Going in to your match “cold” is a good way to risk an injury- having a warm-up plan is crucial to not just avoiding injury, but being mentally ready for your first matchup as well.
If you’re flying solo, you can do some body weight squats, sprawls, shots, and so on, getting your body warmed up and ready to go.
If you have someone with you who also does Jiu Jitsu, do some drills- guard passing, pummeling, takedowns, and so on to get you in the right mindset and your body prepared for the rigors of a tough match.
3) Zero Chill
Between rounds, it’s essential that you hydrate, bring down your heart rate, and get rid of the lactic acid from your match.

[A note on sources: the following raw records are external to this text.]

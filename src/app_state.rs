//! Implements a struct that holds the state of the REST server.

use std::sync::{Arc, Mutex};

use axum::extract::FromRef;
use rusqlite::Connection;

use crate::{
    Error, PasswordHash,
    auth::TokenCodec,
    db::initialize,
    stores::sqlite::{SQLiteExpenseStore, SQLiteUserStore},
};

/// The state of the REST server.
#[derive(Debug, Clone)]
pub struct AppState {
    /// Signs and checks the session tokens handed out at log-in.
    pub token_codec: TokenCodec,

    /// The bcrypt cost used when hashing new passwords.
    pub password_cost: u32,

    /// The database connection
    pub db_connection: Arc<Mutex<Connection>>,
}

impl AppState {
    /// Create a new [AppState] with a SQLite database connection.
    ///
    /// This function will initialize the database by adding the tables for the domain models.
    /// `token_secret` is the key session tokens are signed with.
    ///
    /// # Errors
    /// Returns an error if the database cannot be initialized.
    pub fn new(db_connection: Connection, token_secret: &str) -> Result<Self, Error> {
        initialize(&db_connection)?;

        Ok(Self::from_connection(
            Arc::new(Mutex::new(db_connection)),
            token_secret,
        ))
    }

    /// Create a new [AppState] around a shared connection to a database that
    /// has already been initialized.
    pub fn from_connection(db_connection: Arc<Mutex<Connection>>, token_secret: &str) -> Self {
        Self {
            token_codec: TokenCodec::new(token_secret),
            password_cost: PasswordHash::DEFAULT_COST,
            db_connection,
        }
    }

    /// The store for expenses, backed by the shared connection.
    pub fn expense_store(&self) -> SQLiteExpenseStore {
        SQLiteExpenseStore::new(self.db_connection.clone())
    }

    /// The store for users, backed by the shared connection.
    pub fn user_store(&self) -> SQLiteUserStore {
        SQLiteUserStore::new(self.db_connection.clone())
    }
}

impl FromRef<AppState> for TokenCodec {
    fn from_ref(state: &AppState) -> Self {
        state.token_codec.clone()
    }
}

Ideally, you won quickly and feel fine.
However, more likely, as a newer competitor, you’re feeling a little gassed, your grips might be “blown,” and your mouth is drier than the commentary on a bad History Channel documentary.
Have a bottle of water with either some sea salt or BCAAs at the ready.
Practice deep breathing from your diaphragm to get your wind and heart rate under control. Slowly walk around to stay warmed up and avoid “locking up” or stiffness from setting in.
4) Hail Marys
For whatever reason, once I get out on the mats in a competition, I have this terrible habit of thinking to myself: “ah…this is the perfect time to try out that weird Hail Mary technique I’ve been working on!”
It’s the perfect time to work the plan that you and your coach have put together, stay calm, trust the time you’ve put in, and take home either the “W” or the data needed to improve your game.
It is not the time for haphazard nonsense that is likely to result in an avoidable loss.
The same goes for your diet and other training as you approach a competition-
Don’t switch it all up!
Avoid the temptation to think you need to go nuts with things and switch everything at the last minute to get “comp ready.”
It is certainly ok to make small adjustments and constantly work toward improving your physical fitness, nutrition, and game plan- it’s not productive to throw a monkey wrench in the gears by introducing the unknown to your game-plan this close to a tournament.
I hope these pointers improve your tournament experience and make it more rewarding- there’s nothing quite like competition to ascertain your level, holes in your game, and where you can improve…
But also, and maybe most important, tournaments should be enjoyable.
Follow these tips to keep ‘em that way!